Blazing a trail in world of 'convergence'
Sony's new device hits retail shelves with two dozen PSP-compatible games. Because earlier versions of many of the games were hits, Sony already has captured the interest of many hard-core gamers. Some specialty game shops were to open at midnight to sell the PSP. In the Washington region, Best Buy stores will open two hours early, at 8 a.m.
Sony is trying with the PSP to blaze a trail into the mostly hitless world of "convergence." That buzzword has obsessed the tech world for more than a decade, and Sony hopes that the PSP will successfully pull off some gadget lovers' dream of having nearly every type of digital diversion in one case.
But the PSP is not the first device from Sony that has been pitched as the "next Walkman." Sony's MiniDisc products, for example, mostly fizzled because they used a Sony proprietary audio technology that competitors did not enthusiastically embrace. Likewise, the Memory Stick Walkman, an early digital music player, was mauled by critics for its clunky interface, which made getting music on and off the gadget a chore.
The PSP might have both handicaps. Early reviews have praised the PSP as a slick-looking, excellent handheld that allows multiple users to compete wirelessly, but some critics have knocked it for being somewhat inelegant as a media playback device.
Sony's biggest gamble with the PSP may be that the device will be successful enough to push a new technology standard into wide use: the Universal Media Disc, basically a shrunken DVD that uses proprietary technology from Sony.
Sony is betting that PSP users will pay $20 for a movie that they can watch only on the device (games for the PSP cost $40 or $50). The first million units of the PSP will come with copies of the movie "Spider-Man 2," a Sony Pictures release. Other movies to be available in the format include "Kill Bill Vol. 1," "XXX" and "Terminator 2: Judgment Day."
Nintendo is still a giant
Nintendo has for years been the dominant company in the handheld-video-game market, though others have tried. Nintendo held its course as a business dedicated solely to games while maintaining an official skepticism of the benefits of convergence; there's no movie or digital music player in the Nintendo DS, for example.
During Nintendo's reign, handheld gaming has been mostly a pastime for the younger set. Its new dual-screen handheld game player costs $100 less than the PSP and is aimed more at the junior high school crowd than Sony's hoped-for 18-to-34 demographic for the PSP.
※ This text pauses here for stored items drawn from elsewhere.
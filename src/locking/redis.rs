//! Redis lock backend.
//!
//! Each resource is a key set with `SET NX PX` to a random token. A
//! background task extends held keys at half their TTL, and release deletes
//! a key only if it still carries our token.
//! Requires the `redis-lock` feature flag.

use crate::config::RunLockConfig;
use crate::error::{EngineError, EngineResult};
use crate::logging::redact_url;
use redis::aio::ConnectionManager;
use redis::Script;
use std::sync::Arc;
use std::time::{Duration, Instant};
use tokio::task::JoinHandle;
use tracing::{debug, warn};
use uuid::Uuid;

const RELEASE_SCRIPT: &str = r#"
if redis.call('GET', KEYS[1]) == ARGV[1] then
  return redis.call('DEL', KEYS[1])
end
return 0
"#;

const EXTEND_SCRIPT: &str = r#"
if redis.call('GET', KEYS[1]) == ARGV[1] then
  return redis.call('PEXPIRE', KEYS[1], ARGV[2])
end
return 0
"#;

#[derive(Clone)]
pub struct RedisLockBackend {
    connection_manager: ConnectionManager,
    release_script: Arc<Script>,
    extend_script: Arc<Script>,
    lock_ttl: Duration,
    retry_delay: Duration,
}

impl std::fmt::Debug for RedisLockBackend {
    fn fmt(&self, f: &mut std::fmt::Formatter<'_>) -> std::fmt::Result {
        f.debug_struct("RedisLockBackend")
            .field("connection_manager", &"ConnectionManager")
            .field("lock_ttl", &self.lock_ttl)
            .finish()
    }
}

/// Locks taken by one [`RedisLockBackend::acquire`] call.
#[derive(Debug)]
pub struct HeldLocks {
    keys: Vec<String>,
    token: String,
    extender: JoinHandle<()>,
}

impl RedisLockBackend {
    pub async fn connect(url: &str, config: &RunLockConfig) -> EngineResult<Self> {
        let client = redis::Client::open(url)
            .map_err(|e| EngineError::Queue(format!("Failed to create Redis client: {e}")))?;
        let connection_manager = ConnectionManager::new(client)
            .await
            .map_err(|e| EngineError::Queue(format!("Failed to connect to Redis: {e}")))?;

        debug!(url = %redact_url(url), "Redis lock backend connected");
        Ok(Self {
            connection_manager,
            release_script: Arc::new(Script::new(RELEASE_SCRIPT)),
            extend_script: Arc::new(Script::new(EXTEND_SCRIPT)),
            lock_ttl: Duration::from_millis(config.lock_ttl_ms),
            retry_delay: Duration::from_millis(config.retry_delay_ms),
        })
    }

    async fn try_set(&self, key: &str, token: &str) -> EngineResult<bool> {
        let mut conn = self.connection_manager.clone();
        let reply: Option<String> = redis::cmd("SET")
            .arg(key)
            .arg(token)
            .arg("NX")
            .arg("PX")
            .arg(self.lock_ttl.as_millis() as u64)
            .query_async(&mut conn)
            .await?;
        Ok(reply.is_some())
    }

    async fn delete_keys(&self, keys: &[String], token: &str) {
        let mut conn = self.connection_manager.clone();
        for key in keys {
            let released: Result<i64, _> = self
                .release_script
                .key(key)
                .arg(token)
                .invoke_async(&mut conn)
                .await;
            if let Err(e) = released {
                warn!(key = %key, error = %e, "Failed to release run lock, it will expire");
            }
        }
    }

    /// Acquire every key in order. `None` when the timeout elapsed first;
    /// keys taken so far are given back.
    pub async fn acquire(&self, keys: &[String], timeout: Duration) -> EngineResult<Option<HeldLocks>> {
        let token = Uuid::new_v4().to_string();
        let deadline = Instant::now() + timeout;
        let mut acquired: Vec<String> = Vec::with_capacity(keys.len());

        for key in keys {
            loop {
                if self.try_set(key, &token).await? {
                    acquired.push(key.clone());
                    break;
                }
                if Instant::now() >= deadline {
                    self.delete_keys(&acquired, &token).await;
                    return Ok(None);
                }
                tokio::time::sleep(self.retry_delay).await;
            }
        }

        let extender = self.spawn_extender(acquired.clone(), token.clone());
        Ok(Some(HeldLocks {
            keys: acquired,
            token,
            extender,
        }))
    }

    fn spawn_extender(&self, keys: Vec<String>, token: String) -> JoinHandle<()> {
        let mut conn = self.connection_manager.clone();
        let script = self.extend_script.clone();
        let ttl = self.lock_ttl;
        tokio::spawn(async move {
            let mut interval = tokio::time::interval(ttl / 2);
            interval.tick().await;
            loop {
                interval.tick().await;
                for key in &keys {
                    let extended: Result<i64, _> = script
                        .key(key)
                        .arg(&token)
                        .arg(ttl.as_millis() as u64)
                        .invoke_async(&mut conn)
                        .await;
                    match extended {
                        Ok(1) => {}
                        Ok(_) => warn!(key = %key, "Run lock lost before extension"),
                        Err(e) => warn!(key = %key, error = %e, "Failed to extend run lock"),
                    }
                }
            }
        })
    }

    pub async fn release(&self, held: HeldLocks) {
        held.extender.abort();
        self.delete_keys(&held.keys, &held.token).await;
    }
}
If Sony's PSP succeeds, it might not be at Nintendo's expense, game industry observers say, because Sony is trying to build a new market with the PSP. "The Nintendo DS is still a great machine. I just think [the PSP] is expanding the market at the older end," said George Vincent Broady, co-founder of the Web site GameSpot.
Sony surprised the world decades ago when its Walkman cassette player hit the market, revived the company and changed the way people listened to recorded music by making it more portable. Its PlayStation, introduced in 1995, was another hit and made it socially acceptable for 28-year-olds to admit that they still played video games. Could the PSP be the product that combines these two famous Sony success stories?
Michael Pachter, analyst at Wedbush Morgan Securities, said he thinks so. The PSP, he said, "is Sony finally acting again on a vision that somebody had 25 years ago when they came up with the Walkman."
In five years, Pachter predicted, the PSP will have a built-in hard drive and a TV tuner -- and the world will have mostly forgotten about Apple's iPod. "This is the Sony mission," he said.